So, it's a combination of the mechanics of reimbursement, such as prior authorization, plus an increasing role for these third parties or these intermediaries to play in evidence assessment. So, the number of constituents demanding evidence in this space is growing and it's important that we address them. Just a review of what we've seen is what that evidence demand looks like. Not surprisingly, according to payers, the highest impact on a plan's coverage and reimbursement decision is clinical evidence. It's a pretty broad bucket.

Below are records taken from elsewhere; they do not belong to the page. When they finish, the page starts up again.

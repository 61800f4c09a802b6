//! Core traits for transports and session negotiation.

use async_trait::async_trait;
use bytes::Bytes;
use serde_json::Value;
use thiserror::Error;

use crate::session::{Credentials, Identity, SessionKey, SessionOptions};

/// Transport error.
#[derive(Debug, Error)]
pub enum TransportError {
    #[error("Connect failed: {0}")]
    Connect(String),
    #[error("Transport closed")]
    Closed,
    #[error("Send failed: {0}")]
    Send(String),
    #[error("Receive failed: {0}")]
    Receive(String),
    #[error("I/O error: {0}")]
    Io(#[from] std::io::Error),
}

/// Duplex, message-oriented connection to the gateway.
///
/// Implementations must allow `send` to be called concurrently with a
/// pending `recv`; the dispatcher owns the receive side while request
/// issuers share the send side.
#[async_trait]
pub trait Transport: Send + Sync {
    /// Send one frame.
    async fn send(&self, frame: Bytes) -> Result<(), TransportError>;

    /// Receive the next frame.
    ///
    /// Returns `None` once the peer has closed the connection.
    async fn recv(&self) -> Option<Result<Bytes, TransportError>>;

    /// Close the connection. Closing twice is not an error.
    async fn close(&self) -> Result<(), TransportError>;
}

/// Factory for fresh transports.
#[async_trait]
pub trait Connector: Send + Sync {
    /// Concrete transport produced by this connector.
    type Transport: Transport + 'static;

    /// Establish a new connection.
    async fn connect(&self) -> Result<Self::Transport, TransportError>;
}

/// Handshake error.
#[derive(Debug, Error)]
pub enum HandshakeError {
    #[error("Gateway unreachable: {0}")]
    Unreachable(String),
    #[error("Gateway rejected request: code={code} {message}")]
    Rejected { code: i64, message: String },
    #[error("Malformed gateway response: {0}")]
    Malformed(String),
}

/// Side channel used to negotiate a session.
///
/// Each call is a single blocking round trip from the caller's point of
/// view; the wire format behind it is up to the implementation.
#[async_trait]
pub trait HandshakeProvider: Send + Sync {
    /// Lightweight connectivity check, used by the probe phase.
    async fn probe(&self) -> Result<Value, HandshakeError>;

    /// Inspect a freshly opened transport before authenticating.
    ///
    /// Gateways that open and bind a session as part of the connection
    /// announce its key here; returning `Some` skips
    /// [`authenticate`](Self::authenticate) and
    /// [`bind_session`](Self::bind_session).
    async fn accept(&self, _transport: &dyn Transport) -> Result<Option<SessionKey>, HandshakeError> {
        Ok(None)
    }

    /// Exchange credentials for a session key.
    async fn authenticate(&self, credentials: &Credentials) -> Result<SessionKey, HandshakeError>;

    /// Bind the session to the bot identity.
    async fn bind_session(
        &self,
        session: &SessionKey,
        identity: &Identity,
    ) -> Result<(), HandshakeError>;

    /// Apply runtime options to the session.
    async fn configure(
        &self,
        session: &SessionKey,
        options: &SessionOptions,
    ) -> Result<(), HandshakeError>;

    /// Release the session.
    async fn release(&self, session: &SessionKey, identity: &Identity)
    -> Result<(), HandshakeError>;
}

#[async_trait]
impl<T> HandshakeProvider for std::sync::Arc<T>
where
    T: HandshakeProvider + ?Sized,
{
    async fn probe(&self) -> Result<Value, HandshakeError> {
        (**self).probe().await
    }

    async fn accept(&self, transport: &dyn Transport) -> Result<Option<SessionKey>, HandshakeError> {
        (**self).accept(transport).await
    }

    async fn authenticate(&self, credentials: &Credentials) -> Result<SessionKey, HandshakeError> {
        (**self).authenticate(credentials).await
    }

    async fn bind_session(
        &self,
        session: &SessionKey,
        identity: &Identity,
    ) -> Result<(), HandshakeError> {
        (**self).bind_session(session, identity).await
    }

    async fn configure(
        &self,
        session: &SessionKey,
        options: &SessionOptions,
    ) -> Result<(), HandshakeError> {
        (**self).configure(session, options).await
    }

    async fn release(&self, session: &SessionKey, identity: &Identity)
    -> Result<(), HandshakeError> {
        (**self).release(session, identity).await
    }
}
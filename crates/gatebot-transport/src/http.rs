//! HTTP side channel for session negotiation.
//!
//! Every endpoint answers with a JSON object carrying a numeric `code`
//! (0 on success) and a human-readable `msg`.

use async_trait::async_trait;
use gatebot_core::{
    Credentials, HandshakeError, HandshakeProvider, Identity, SessionKey, SessionOptions,
};
use serde_json::{Value, json};
use url::Url;

use crate::protocol::check_reply;

/// Handshake provider talking to the gateway's HTTP API.
#[derive(Debug, Clone)]
pub struct HttpHandshake {
    client: reqwest::Client,
    base: Url,
}

impl HttpHandshake {
    /// Create a provider for `http(s)://host/`.
    ///
    /// # Errors
    /// Returns error if `host` does not form a valid URL.
    pub fn new(host: &str, secure: bool) -> Result<Self, url::ParseError> {
        let scheme = if secure { "https" } else { "http" };
        Ok(Self::with_client(
            reqwest::Client::new(),
            Url::parse(&format!("{scheme}://{host}/"))?,
        ))
    }

    /// Create a provider with a custom client and base URL.
    #[must_use]
    pub const fn with_client(client: reqwest::Client, base: Url) -> Self {
        Self { client, base }
    }

    fn endpoint(&self, interface: &str) -> Result<Url, HandshakeError> {
        self.base
            .join(interface)
            .map_err(|e| HandshakeError::Malformed(e.to_string()))
    }

    async fn get(&self, interface: &str) -> Result<Value, HandshakeError> {
        tracing::debug!("{interface} [GET]");
        let resp = self
            .client
            .get(self.endpoint(interface)?)
            .send()
            .await
            .map_err(|e| HandshakeError::Unreachable(e.to_string()))?;
        read_reply(interface, resp).await
    }

    async fn post(&self, interface: &str, body: &Value) -> Result<Value, HandshakeError> {
        tracing::debug!("{interface} [POST]");
        let resp = self
            .client
            .post(self.endpoint(interface)?)
            .json(body)
            .send()
            .await
            .map_err(|e| HandshakeError::Unreachable(e.to_string()))?;
        read_reply(interface, resp).await
    }
}

async fn read_reply(interface: &str, resp: reqwest::Response) -> Result<Value, HandshakeError> {
    let status = resp.status();
    let body: Value = resp
        .json()
        .await
        .map_err(|e| HandshakeError::Malformed(e.to_string()))?;
    tracing::debug!("{interface} response [{status}]: {body}");
    check_reply(body)
}

#[async_trait]
impl HandshakeProvider for HttpHandshake {
    async fn probe(&self) -> Result<Value, HandshakeError> {
        let body = self.get("about").await?;
        Ok(body.get("data").cloned().unwrap_or(Value::Null))
    }

    async fn authenticate(&self, credentials: &Credentials) -> Result<SessionKey, HandshakeError> {
        let body = self
            .post("verify", &json!({ "verifyKey": credentials.verify_key }))
            .await?;
        body.get("session")
            .and_then(Value::as_str)
            .map(SessionKey::new)
            .ok_or_else(|| HandshakeError::Malformed("verify reply has no session".into()))
    }

    async fn bind_session(
        &self,
        session: &SessionKey,
        identity: &Identity,
    ) -> Result<(), HandshakeError> {
        self.post("bind", &json!({ "sessionKey": session, "qq": identity }))
            .await
            .map(drop)
    }

    async fn configure(
        &self,
        session: &SessionKey,
        options: &SessionOptions,
    ) -> Result<(), HandshakeError> {
        self.post(
            "config",
            &json!({
                "sessionKey": session,
                "cacheSize": options.cache_size,
                "enableWebsocket": options.enable_websocket,
            }),
        )
        .await
        .map(drop)
    }

    async fn release(&self, session: &SessionKey, identity: &Identity) -> Result<(), HandshakeError> {
        self.post("release", &json!({ "sessionKey": session, "qq": identity }))
            .await
            .map(drop)
    }
}
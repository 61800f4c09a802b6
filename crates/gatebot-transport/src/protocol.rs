//! Wire protocol for the gateway connection.

use bytes::Bytes;
use gatebot_core::{HandshakeError, SessionKey, SyncId};
use serde::{Deserialize, Serialize};
use serde_json::Value;

/// Protocol error.
#[derive(Debug, thiserror::Error)]
pub enum ProtocolError {
    #[error("JSON error: {0}")]
    Json(#[from] serde_json::Error),
}

/// Frame sent to the gateway.
#[derive(Debug, Clone, Serialize, Deserialize)]
#[serde(rename_all = "camelCase")]
pub struct OutboundFrame {
    /// Correlation id echoed back in the response.
    pub sync_id: SyncId,
    /// Command name, e.g. `sendGroupMessage`.
    pub command: String,
    /// Optional sub-command, e.g. `get` or `update`.
    pub sub_command: Option<String>,
    /// Command arguments.
    pub content: Value,
}

impl OutboundFrame {
    /// Create a new outbound frame.
    #[must_use]
    pub fn new(
        sync_id: SyncId,
        command: impl Into<String>,
        sub_command: Option<String>,
        content: Value,
    ) -> Self {
        Self {
            sync_id,
            command: command.into(),
            sub_command,
            content,
        }
    }

    /// Encode to wire bytes.
    ///
    /// # Errors
    /// Returns error if serialization fails.
    pub fn encode(&self) -> Result<Bytes, ProtocolError> {
        Ok(Bytes::from(serde_json::to_vec(self)?))
    }
}

/// Frame received from the gateway.
#[derive(Debug, Clone, Serialize, Deserialize)]
#[serde(rename_all = "camelCase")]
pub struct InboundFrame {
    /// Correlation id, or the reserved push id.
    pub sync_id: SyncId,
    /// Response or push body.
    #[serde(default)]
    pub data: Value,
}

impl InboundFrame {
    /// Decode from wire bytes.
    ///
    /// # Errors
    /// Returns error if the bytes are not a valid frame.
    pub fn decode(raw: &[u8]) -> Result<Self, ProtocolError> {
        Ok(serde_json::from_slice(raw)?)
    }

    /// Whether this frame is an unsolicited push.
    #[must_use]
    pub fn is_push(&self, reserved: SyncId) -> bool {
        self.sync_id == reserved
    }
}

/// Validate a `{code, msg}` reply, returning it unchanged on success.
///
/// # Errors
/// Returns [`HandshakeError::Rejected`] for a non-zero code and
/// [`HandshakeError::Malformed`] if there is no code at all.
pub fn check_reply(body: Value) -> Result<Value, HandshakeError> {
    let code = body
        .get("code")
        .and_then(Value::as_i64)
        .ok_or_else(|| HandshakeError::Malformed(format!("missing code in {body}")))?;
    if code != 0 {
        let message = body
            .get("msg")
            .and_then(Value::as_str)
            .unwrap_or_default()
            .to_string();
        return Err(HandshakeError::Rejected { code, message });
    }
    Ok(body)
}

/// Read the session key out of the frame a gateway sends when it opens a
/// session for a new connection: `{"syncId": "", "data": {"code": 0, "session": ".."}}`.
///
/// # Errors
/// Returns [`HandshakeError::Rejected`] if the gateway refused the
/// connection and [`HandshakeError::Malformed`] for anything else that is
/// not a session announcement.
pub fn decode_session_announce(raw: &[u8]) -> Result<SessionKey, HandshakeError> {
    let mut frame: Value =
        serde_json::from_slice(raw).map_err(|e| HandshakeError::Malformed(e.to_string()))?;
    let data = frame
        .get_mut("data")
        .map(Value::take)
        .ok_or_else(|| HandshakeError::Malformed(format!("no data in {frame}")))?;
    check_reply(data)?
        .get("session")
        .and_then(Value::as_str)
        .map(SessionKey::new)
        .ok_or_else(|| HandshakeError::Malformed("announcement has no session".into()))
}

#[cfg(test)]
mod tests {
    use serde_json::json;

    use super::*;

    #[test]
    fn test_outbound_frame_shape() {
        let frame = OutboundFrame::new(
            SyncId(3),
            "sendFriendMessage",
            None,
            json!({"target": 1}),
        );
        let encoded: Value = serde_json::from_slice(&frame.encode().unwrap()).unwrap();
        assert_eq!(
            encoded,
            json!({
                "syncId": "3",
                "command": "sendFriendMessage",
                "subCommand": null,
                "content": {"target": 1}
            })
        );
    }

    #[test]
    fn test_inbound_push_and_response() {
        let push = InboundFrame::decode(br#"{"syncId": "-1", "data": {"type": "ping"}}"#).unwrap();
        assert!(push.is_push(SyncId::PUSH));

        let resp = InboundFrame::decode(br#"{"syncId": 7, "data": {"code": 0}}"#).unwrap();
        assert!(!resp.is_push(SyncId::PUSH));
        assert_eq!(resp.sync_id, SyncId(7));
        assert_eq!(resp.data["code"], 0);
    }

    #[test]
    fn test_inbound_garbage_is_rejected() {
        assert!(InboundFrame::decode(b"not json").is_err());
        assert!(InboundFrame::decode(br#"{"data": {}}"#).is_err());
    }

    #[test]
    fn test_check_reply_accepts_zero_code() {
        let body = json!({"code": 0, "session": "abc"});
        assert_eq!(check_reply(body.clone()).unwrap(), body);
    }

    #[test]
    fn test_check_reply_rejects_non_zero_code() {
        let err = check_reply(json!({"code": 1, "msg": "wrong verify key"})).unwrap_err();
        match err {
            HandshakeError::Rejected { code, message } => {
                assert_eq!(code, 1);
                assert_eq!(message, "wrong verify key");
            }
            other => panic!("expected Rejected, got: {other:?}"),
        }
    }

    #[test]
    fn test_check_reply_requires_code() {
        assert!(matches!(
            check_reply(json!({"msg": "?"})),
            Err(HandshakeError::Malformed(_))
        ));
    }

    #[test]
    fn test_session_announce() {
        let key =
            decode_session_announce(br#"{"syncId": "", "data": {"code": 0, "session": "S"}}"#)
                .unwrap();
        assert_eq!(key, SessionKey::new("S"));

        assert!(matches!(
            decode_session_announce(br#"{"syncId": "", "data": {"code": 1, "msg": "bad key"}}"#),
            Err(HandshakeError::Rejected { code: 1, .. })
        ));
        assert!(matches!(
            decode_session_announce(br#"{"syncId": "-1", "data": {"type": "ping"}}"#),
            Err(HandshakeError::Malformed(_))
        ));
    }
}
//! Connection reader.
//!
//! One loop per session reads frames in order: responses resolve the
//! correlation table, pushes are decoded and handed to the registry.

use gatebot_core::{Push, Transport};
use gatebot_transport::InboundFrame;
use tokio_util::sync::CancellationToken;

use crate::{Bot, DispatchError};

/// Read frames until the transport closes or `cancel` fires.
///
/// # Errors
/// Returns [`DispatchError::ConnectionClosed`] if the transport closed or
/// failed. Cancellation is a clean exit.
pub(crate) async fn read_loop(
    bot: &Bot,
    transport: &dyn Transport,
    cancel: &CancellationToken,
) -> Result<(), DispatchError> {
    loop {
        let frame = tokio::select! {
            () = cancel.cancelled() => {
                tracing::debug!("Reader cancelled");
                return Ok(());
            }
            frame = transport.recv() => frame,
        };

        match frame {
            Some(Ok(raw)) => handle_frame(bot, &raw),
            Some(Err(e)) => {
                tracing::error!("Failed to read frame: {e}");
                return Err(DispatchError::ConnectionClosed);
            }
            None => {
                tracing::info!("Connection closed by gateway");
                return Err(DispatchError::ConnectionClosed);
            }
        }
    }
}

fn handle_frame(bot: &Bot, raw: &[u8]) {
    let frame = match InboundFrame::decode(raw) {
        Ok(frame) => frame,
        Err(e) => {
            tracing::warn!("Failed to parse frame: {e}: {}", String::from_utf8_lossy(raw));
            return;
        }
    };

    if frame.is_push(bot.config().reserved_sync_id) {
        match Push::decode(frame.data) {
            Ok(push) => {
                tracing::debug!("Receive {}", push.payload().kind());
                bot.registry().dispatch(bot, push);
            }
            Err(e) => tracing::warn!("Failed to decode push: {e}"),
        }
    } else if !bot.correlation().resolve(frame.sync_id, frame.data) {
        tracing::debug!("No pending request for syncId={}", frame.sync_id);
    }
}
//! Decoding of unsolicited push payloads.
//!
//! Every push carries a `type` discriminant. Kinds ending in `Message` are
//! chat messages, everything else is an event. The mapping is applied once,
//! here, and the rest of the crate works with [`Push`].

use serde::{Deserialize, Serialize};
use serde_json::Value;
use thiserror::Error;

const MESSAGE_SUFFIX: &str = "Message";

/// Payload decode error.
#[derive(Debug, Error)]
pub enum DecodeError {
    #[error("Payload is not a JSON object")]
    NotAnObject,
    #[error("Payload has no string `type` field")]
    MissingType,
    #[error("Invalid sender for {kind}: {source}")]
    Sender {
        kind: String,
        #[source]
        source: serde_json::Error,
    },
}

/// Broad class of a push.
#[derive(Debug, Clone, Copy, PartialEq, Eq, Hash)]
pub enum PushClass {
    Message,
    Event,
}

impl PushClass {
    /// Classify a payload kind by its discriminant.
    #[must_use]
    pub fn of(kind: &str) -> Self {
        if kind.ends_with(MESSAGE_SUFFIX) {
            Self::Message
        } else {
            Self::Event
        }
    }
}

/// Member permission inside a group.
#[derive(Debug, Clone, Copy, PartialEq, Eq, Serialize, Deserialize)]
#[serde(rename_all = "SCREAMING_SNAKE_CASE")]
pub enum Permission {
    Owner,
    Administrator,
    Member,
}

/// Group a member sender belongs to.
#[derive(Debug, Clone, PartialEq, Eq, Serialize, Deserialize)]
pub struct Group {
    pub id: i64,
    pub name: String,
    pub permission: Permission,
}

/// Sender of a private message.
#[derive(Debug, Clone, PartialEq, Eq, Serialize, Deserialize)]
pub struct FriendSender {
    pub id: i64,
    pub nickname: String,
    #[serde(default)]
    pub remark: String,
}

/// Sender of a group or temporary message.
#[derive(Debug, Clone, PartialEq, Eq, Serialize, Deserialize)]
#[serde(rename_all = "camelCase")]
pub struct MemberSender {
    pub id: i64,
    pub member_name: String,
    pub permission: Permission,
    pub group: Group,
}

/// Who sent a message, chosen by the message kind.
#[derive(Debug, Clone, PartialEq, Eq)]
pub enum Sender {
    Friend(FriendSender),
    Group(MemberSender),
    Temp(MemberSender),
}

impl Sender {
    /// Account id of the sender.
    #[must_use]
    pub const fn id(&self) -> i64 {
        match self {
            Self::Friend(s) => s.id,
            Self::Group(s) | Self::Temp(s) => s.id,
        }
    }

    /// Display name of the sender.
    #[must_use]
    pub fn name(&self) -> &str {
        match self {
            Self::Friend(s) => &s.nickname,
            Self::Group(s) | Self::Temp(s) => &s.member_name,
        }
    }

    /// Group the message came through, if any.
    #[must_use]
    pub const fn group(&self) -> Option<&Group> {
        match self {
            Self::Friend(_) => None,
            Self::Group(s) | Self::Temp(s) => Some(&s.group),
        }
    }

    fn decode(kind: &str, raw: Option<&Value>) -> Result<Option<Self>, DecodeError> {
        let wrap = |source| DecodeError::Sender {
            kind: kind.to_string(),
            source,
        };
        let Some(raw) = raw else {
            return Ok(None);
        };
        let sender = match kind {
            "FriendMessage" => Self::Friend(FriendSender::deserialize(raw).map_err(wrap)?),
            "GroupMessage" => Self::Group(MemberSender::deserialize(raw).map_err(wrap)?),
            "TempMessage" => Self::Temp(MemberSender::deserialize(raw).map_err(wrap)?),
            _ => return Ok(None),
        };
        Ok(Some(sender))
    }
}

/// A decoded push body.
#[derive(Debug, Clone)]
pub struct Payload {
    kind: String,
    sender: Option<Sender>,
    body: Value,
}

impl Payload {
    /// Concrete kind, e.g. `GroupMessage` or `BotOnlineEvent`.
    #[must_use]
    pub fn kind(&self) -> &str {
        &self.kind
    }

    /// Raw JSON body.
    #[must_use]
    pub const fn body(&self) -> &Value {
        &self.body
    }

    /// Decoded sender, present for friend, group and temp messages.
    #[must_use]
    pub const fn sender(&self) -> Option<&Sender> {
        self.sender.as_ref()
    }

    /// Look up a top-level field.
    #[must_use]
    pub fn get(&self, field: &str) -> Option<&Value> {
        self.body.get(field)
    }

    /// Look up a top-level string field.
    #[must_use]
    pub fn get_str(&self, field: &str) -> Option<&str> {
        self.get(field).and_then(Value::as_str)
    }

    /// Segments of the message chain; empty for events.
    pub fn segments(&self) -> impl Iterator<Item = &Value> {
        self.body
            .get("messageChain")
            .and_then(Value::as_array)
            .into_iter()
            .flatten()
    }

    /// First segment of the given type.
    #[must_use]
    pub fn segment(&self, segment_type: &str) -> Option<&Value> {
        self.segments()
            .find(|s| s.get("type").and_then(Value::as_str) == Some(segment_type))
    }

    /// Plain text of the payload.
    ///
    /// For messages this is the concatenation of every `Plain` segment; for
    /// anything else it falls back to a top-level `text` field.
    #[must_use]
    pub fn text(&self) -> String {
        if self.body.get("messageChain").is_some() {
            self.segments()
                .filter(|s| s.get("type").and_then(Value::as_str) == Some("Plain"))
                .filter_map(|s| s.get("text").and_then(Value::as_str))
                .collect()
        } else {
            self.get_str("text").unwrap_or_default().to_string()
        }
    }

    /// Gateway-assigned message id, taken from the `Source` segment.
    #[must_use]
    pub fn message_id(&self) -> Option<i64> {
        self.segment("Source")
            .and_then(|s| s.get("id"))
            .and_then(Value::as_i64)
    }
}

/// An unsolicited push, classified at the decode boundary.
#[derive(Debug, Clone)]
pub enum Push {
    Message(Payload),
    Event(Payload),
}

impl Push {
    /// Decode a push body.
    ///
    /// # Errors
    /// Returns error if the body has no `type` discriminant or a message
    /// sender does not match its kind.
    pub fn decode(body: Value) -> Result<Self, DecodeError> {
        if !body.is_object() {
            return Err(DecodeError::NotAnObject);
        }
        let kind = body
            .get("type")
            .and_then(Value::as_str)
            .ok_or(DecodeError::MissingType)?
            .to_string();

        let class = PushClass::of(&kind);
        let sender = match class {
            PushClass::Message => Sender::decode(&kind, body.get("sender"))?,
            PushClass::Event => None,
        };
        let payload = Payload { kind, sender, body };

        Ok(match class {
            PushClass::Message => Self::Message(payload),
            PushClass::Event => Self::Event(payload),
        })
    }

    /// Broad class of this push.
    #[must_use]
    pub const fn class(&self) -> PushClass {
        match self {
            Self::Message(_) => PushClass::Message,
            Self::Event(_) => PushClass::Event,
        }
    }

    /// Decoded payload.
    #[must_use]
    pub const fn payload(&self) -> &Payload {
        match self {
            Self::Message(p) | Self::Event(p) => p,
        }
    }
}
//! Property tests for conversion invariants

mod common;

use common::{continued_fraction_factory, fp, standard_ladder_factory};
use odds_formatter::{
    FixedPointDecimal, MoneylineMode, OddsFactory, OddsLadder, StandardOddsLadder, STANDARD_LADDER,
};
use proptest::prelude::*;
use rust_decimal::Decimal;

/// Prices 1.00 through 1000.00 as scaled integers
fn scaled_price() -> impl Strategy<Value = i64> {
    100i64..=100_000
}

fn render(scaled: i64) -> String {
    format!("{}.{:02}", scaled / 100, scaled % 100)
}

fn moneyline_value(line: &str) -> Decimal {
    line.trim_start_matches('+').parse().unwrap()
}

proptest! {
    #[test]
    fn prop_moneyline_round_trip(scaled in scaled_price()) {
        let factory = continued_fraction_factory();
        let odds = factory.from_decimal(&render(scaled)).unwrap();
        let back = factory.from_moneyline(odds.moneyline()).unwrap();
        prop_assert_eq!(back.decimal(), odds.decimal());

        let derived = OddsFactory::new().moneyline_mode(MoneylineMode::Derived);
        let back = derived.from_moneyline(odds.moneyline()).unwrap();
        prop_assert_eq!(back.moneyline(), odds.moneyline());
    }

    #[test]
    fn prop_normalization_is_idempotent(whole in 1u32..1000, fraction in 0u32..10_000) {
        let input = format!("{}.{:04}", whole, fraction);
        let once = fp(&input).to_string();
        let twice = fp(&once).to_string();
        prop_assert_eq!(&once, &twice);
        prop_assert_eq!(once.split('.').nth(1).map(str::len), Some(2));
    }

    // 1.00 quotes as 0 and sits outside the ordering
    #[test]
    fn prop_moneyline_is_non_decreasing(a in 101i64..=100_000, b in 101i64..=100_000) {
        let (low, high) = if a <= b { (a, b) } else { (b, a) };
        let factory = continued_fraction_factory();
        let low = factory.from_decimal(&render(low)).unwrap();
        let high = factory.from_decimal(&render(high)).unwrap();
        prop_assert!(moneyline_value(low.moneyline()) <= moneyline_value(high.moneyline()));
    }

    #[test]
    fn prop_moneyline_sign_follows_evens(scaled in scaled_price()) {
        let odds = continued_fraction_factory().from_decimal(&render(scaled)).unwrap();
        let line = odds.moneyline();
        if scaled == 100 {
            prop_assert_eq!(line, "0");
        } else if scaled >= 200 {
            prop_assert!(line.starts_with('+'), "{} -> {}", scaled, line);
        } else {
            prop_assert!(line.starts_with('-'), "{} -> {}", scaled, line);
        }
    }

    #[test]
    fn prop_ladder_boundaries(index in 0usize..46) {
        let rung = &STANDARD_LADDER.rungs()[index];
        let at = StandardOddsLadder.decimal_to_fractional(rung.threshold);
        prop_assert_eq!(at.as_str(), &*rung.fractional);

        let below = FixedPointDecimal::from_scaled(rung.threshold.scaled() - 1).unwrap();
        let quoted = StandardOddsLadder.decimal_to_fractional(below);
        let position = STANDARD_LADDER
            .rungs()
            .iter()
            .position(|r| r.fractional == quoted.as_str())
            .unwrap();
        prop_assert!(position <= index);
    }

    #[test]
    fn prop_ladder_misses_use_floor(scaled in 1001i64..=100_000) {
        let odds = standard_ladder_factory().from_decimal(&render(scaled)).unwrap();
        prop_assert_eq!(odds.fractional(), format!("{}/1", (scaled - 100) / 100));
    }

    #[test]
    fn prop_probability_bounds(scaled in scaled_price()) {
        let odds = continued_fraction_factory().from_decimal(&render(scaled)).unwrap();
        let probability = odds.probability();
        prop_assert!(probability > Decimal::ZERO);
        prop_assert!(probability <= Decimal::ONE_HUNDRED);
        prop_assert_eq!(probability.scale(), 2);

        let expected = (Decimal::from(10_000) / Decimal::from(scaled))
            .round_dp_with_strategy(2, rust_decimal::RoundingStrategy::MidpointAwayFromZero);
        prop_assert_eq!(probability, expected);
    }

    #[test]
    fn prop_continued_fraction_within_tolerance(scaled in 101i64..=100_000) {
        let odds = continued_fraction_factory().from_decimal(&render(scaled)).unwrap();
        let (numerator, denominator) = odds.fractional().split_once('/').unwrap();
        let h: i128 = numerator.parse().unwrap();
        let k: i128 = denominator.parse().unwrap();
        let profit = i128::from(scaled - 100);

        // |h/k - profit/100| <= (profit/100) * 1e-6
        prop_assert!((h * 100 - profit * k).abs() * 1_000_000 <= profit * k);
        prop_assert!(k <= 100);
    }

    #[test]
    fn prop_fractional_input_keeps_text(numerator in 0i64..500, denominator in 1i64..500) {
        let factory = continued_fraction_factory();
        let odds = factory.from_fractional(numerator, denominator).unwrap();
        prop_assert_eq!(odds.fractional(), format!("{}/{}", numerator, denominator));

        let expected = Decimal::from(numerator) / Decimal::from(denominator) + Decimal::ONE;
        let expected = FixedPointDecimal::from_decimal(expected).unwrap();
        prop_assert_eq!(odds.decimal(), expected);
    }
}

Actually, we've done this assessment now over the past few years and it hasn't changed much. The actionability of genes, still very critical. Looking for guidelines inclusion, so again, as a proxy for clinical utility or an indication of clinical utility. FDA approval also hits the list. But it's really, if you look at the top three, those are really around what evidence do we have to support the utility of testing? That's reflected in actionability and, of course, reflected in guidelines inclusion.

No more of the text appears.